Question

Additive inverse of the rational expression $x-{\displaystyle \frac{1}{x}}$ will be
[a] $x+{\displaystyle \frac{1}{x}}$
[b] $-x+{\displaystyle \frac{1}{x}}$
[c] ${\displaystyle \frac{x^2-1}{x}}$
[d] $-{\displaystyle \frac{1}{x}}+x$

Answer 1

Hint: Assume that A is the additive inverse of the expression $x-{\displaystyle \frac{1}{x}}$. Use the fact that the sum of the number and its additive inverse is equal to the additive identity,i.e. 0
Hence, prove that $A+x-{\displaystyle \frac{1}{x}}=0$
Use the fact that the addition and subtraction of equal things on both sides of an equation does not change the solution set of the equation. Hence add ${\displaystyle \frac{1}{x}}$ on both sides of the equation and subtract x from both sides of the equation. Hence find the value of A in terms of x. Verify your answer.

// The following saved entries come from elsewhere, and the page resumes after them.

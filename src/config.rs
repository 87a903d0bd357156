//! Configuration Module
//!
//! Handles loading and managing server configuration from environment variables.

use std::env;

/// Server configuration parameters.
///
/// All values can be configured via environment variables with sensible defaults.
#[derive(Debug, Clone)]
pub struct Config {
    /// Default TTL in seconds for entries without explicit TTL
    pub default_ttl: u64,
    /// HTTP server port
    pub server_port: u16,
    /// Background cleanup task interval in seconds
    pub cleanup_interval: u64,
}

impl Config {
    /// Creates a new Config by loading values from environment variables.
    ///
    /// # Environment Variables
    /// - `DEFAULT_TTL` - Default TTL in seconds (default: 300)
    /// - `SERVER_PORT` - HTTP server port (default: 3000)
    /// - `CLEANUP_INTERVAL` - Cleanup frequency in seconds (default: 1)
    pub fn from_env() -> Self {
        Self {
            default_ttl: env::var("DEFAULT_TTL")
                .ok()
                .and_then(|v| v.parse().ok())
                .unwrap_or(300),
            server_port: env::var("SERVER_PORT")
                .ok()
                .and_then(|v| v.parse().ok())
                .unwrap_or(3000),
            cleanup_interval: env::var("CLEANUP_INTERVAL")
                .ok()
                .and_then(|v| v.parse().ok())
                .unwrap_or(1),
        }
    }
}

impl Default for Config {
    fn default() -> Self {
        Self {
            default_ttl: 300,
            server_port: 3000,
            cleanup_interval: 1,
        }
    }
}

Complete step-by-step answer:
Let A be the additive inverse of the term $x-{\displaystyle \frac{1}{x}}$
Since we know that the sum of the number and its additive inverse is equal to the additive identity, i.e. 0, we have
$A+x-{\displaystyle \frac{1}{x}}=0$
We know that the addition of equal terms on both sides of the equation does not change the solution set of the equation.
Hence, adding ${\displaystyle \frac{1}{x}}$ on both sides of the equation, we get
$A+x={\displaystyle \frac{1}{x}}$
We know that the subtraction of equal terms from both sides of the equation does not change the solution set of the equation
Hence, subtracting x from both sides of the equation, we get
$A={\displaystyle \frac{1}{x}}-x$
Rewriting, we get
$A=-x+{\displaystyle \frac{1}{x}}$
Hence option[b] is correct

Note: Verification:
We know that the sum of a number and its additive inverse is equal to 0
Now, we have
$x-{\displaystyle \frac{1}{x}}-x+{\displaystyle \frac{1}{x}}=(x-x)+({\displaystyle \frac{1}{x}}-{\displaystyle \frac{1}{x}})=0+0=0$
Hence by definition, we have
$-x+{\displaystyle \frac{1}{x}}$ is the additive inverse of $x-{\displaystyle \frac{1}{x}}$
Hence our answer is verified to be correct.